Writing (obliquely or otherwise) about whatever it is that turns a character inside out can be a particularly rich and satisfying vein to work when the character I’m writing about is not particularly cuddly. In Scott Nickerson’s case, he’s a remote, rather austere personality (not toward everyone, but toward most people). In writing him, I wanted to get across why he is the way he is, and to get the reader to care about him despite his remoteness. The detective, too, is an emotionally guarded character. With him, I wanted the connections he feels to other characters in the story — some of which surprise him — to function as clues both to his nature and to the solution of the mystery. For every character, I wanted to convey their emotional states as directly as possible — to convey the sharpness of the pain they feel — but to do so in a way that was respectful, rather than gratuitous or lurid.

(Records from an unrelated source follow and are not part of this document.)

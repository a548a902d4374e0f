//! Analyzed map data ready for code generation.

use hexmap_core::TileId;
use serde::{Deserialize, Serialize};

/// All tiles discovered in one run, in upstream list order.
#[derive(Debug, Clone, PartialEq, Default, Serialize, Deserialize)]
pub struct WorldInfo {
    /// Tiles in the order the map list endpoint returned them
    pub tiles: Vec<TileInfo>,
}

impl WorldInfo {
    /// Total number of locations across all tiles.
    ///
    /// # Examples
    ///
    /// ```
    /// use hexmap_introspector::WorldInfo;
    ///
    /// assert_eq!(WorldInfo::default().location_count(), 0);
    /// ```
    #[must_use]
    pub fn location_count(&self) -> usize {
        self.tiles.iter().map(|tile| tile.locations.len()).sum()
    }
}

/// One map tile with its named locations.
#[derive(Debug, Clone, PartialEq, Serialize, Deserialize)]
pub struct TileInfo {
    /// Upstream identifier, e.g. `StonecradleHex`
    pub id: TileId,
    /// Identifier with the fixed-width suffix removed, e.g. `Stonecradle`
    pub name: String,
    /// Named locations in upstream order
    pub locations: Vec<LocationInfo>,
}

/// A named location with its derived identifier and classification.
#[derive(Debug, Clone, PartialEq, Serialize, Deserialize)]
pub struct LocationInfo {
    /// Display text as published upstream
    pub text: String,
    /// Display text with spaces and apostrophes removed
    pub ident: String,
    /// Lowercased marker type
    pub marker: String,
    /// Whether the marker is `major`
    pub is_major: bool,
    /// Horizontal position
    pub x: f64,
    /// Vertical position
    pub y: f64,
}

impl LocationInfo {
    /// Returns the `(x, y)` pair.
    #[must_use]
    pub const fn coords(&self) -> (f64, f64) {
        (self.x, self.y)
    }
}
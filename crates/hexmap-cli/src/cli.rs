//! CLI argument definitions and parsing.
//!
//! Defines the command-line interface structure using clap:
//! - `Cli` - Main CLI entry point
//! - `Commands` - Available subcommands

use crate::GeneratorStyle;
use clap::{Parser, Subcommand};
use clap_complete::Shell;
use std::path::PathBuf;

/// Foxhole hex-map code generator.
///
/// Fetches every map tile and its named locations from the Foxhole War API
/// and emits Rust enums and lookup tables describing them.
#[derive(Parser, Debug)]
#[command(name = "hexmap")]
#[command(version, about, long_about = None)]
pub struct Cli {
    /// Subcommand to execute
    #[command(subcommand)]
    pub command: Commands,

    /// Enable verbose logging (debug level)
    #[arg(short, long, global = true)]
    pub verbose: bool,

    /// Output format (json, text, pretty)
    #[arg(long = "format", global = true, default_value = "pretty")]
    pub format: String,

    /// Configuration file (default: <config dir>/hexmap/config.toml)
    #[arg(long, global = true, env = "HEXMAP_CONFIG")]
    pub config: Option<PathBuf>,
}

/// Available CLI subcommands.
#[derive(Subcommand, Debug)]
pub enum Commands {
    /// Generate map code from the War API.
    ///
    /// Fetches the tile list, then each tile's static map data, and writes
    /// the generated code to the output file. The file is only written once
    /// every request has succeeded.
    ///
    /// # Examples
    ///
    /// ```bash
    /// # Default: classic style into ./mapdump.txt
    /// hexmap generate
    ///
    /// # Rich style, four requests in flight
    /// hexmap generate --style rich --concurrency 4 --output src/map.rs
    /// ```
    Generate {
        /// Output file, overwritten on success (default: mapdump.txt)
        #[arg(short, long)]
        output: Option<PathBuf>,

        /// War API map list endpoint
        #[arg(long, env = "HEXMAP_BASE_URL")]
        base_url: Option<String>,

        /// Flavor of generated code
        #[arg(long, value_enum)]
        style: Option<GeneratorStyle>,

        /// Maximum number of tile requests in flight
        #[arg(short = 'j', long)]
        concurrency: Option<usize>,

        /// Per-request timeout in seconds
        #[arg(long)]
        timeout: Option<u64>,

        /// Fail instead of warning when an identifier would not compile
        #[arg(long)]
        strict: bool,

        /// Print the generated code to stdout instead of writing a file
        #[arg(long, conflicts_with = "output")]
        stdout: bool,
    },

    /// List map tiles and the enum names derived from them.
    Tiles {
        /// War API map list endpoint
        #[arg(long, env = "HEXMAP_BASE_URL")]
        base_url: Option<String>,

        /// Per-request timeout in seconds
        #[arg(long)]
        timeout: Option<u64>,
    },

    /// Generate shell completions.
    ///
    /// Generates completion scripts for various shells that can be
    /// sourced or saved to enable tab completion for this CLI.
    Completions {
        /// Target shell for completion generation
        #[arg(value_enum)]
        shell: Shell,
    },
}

As far as method is concerned, I usually start these intense scenes with sensory images in mind (rather than, say, snippets of dialogue). Imagining a visual as it appears in the mind of a character, or a memory of the way something smelled or sounded once to him or her, helps me get inside them and (if they happen to be in company) to put words in their mouths that sound credible.

Q. I have no head for numbers and no knowledge, really, of the financial world, yet I found myself quite able to follow the plot points specific to these issues. Since you move in financial circles as part of your work, was it a challenge for you to write at a level where readers with little to no knowledge of financial trading would be able to keep up?

A. I made a deliberate decision early on that I was not going to simplify the finance talk but would just trust the reader to keep up. It would have sapped that side of the story of all its juice to drain out the language. I was hoping the reader would be charmed by the vocabulary and syntactical rhythms of the industry — as I was, when I came into it as a complete outsider — and would ride the financial plot points like the crest of a wave. (The same pretty much applies to the science and math in the story.) You’re right; it was a bit of a balancing act to keep the dialogue and the storyline authentic and still keep it interesting for readers with no connection to the finance world. I cut a lot, did my best to keep what remained true to the characters, and trusted readers to connect the dots.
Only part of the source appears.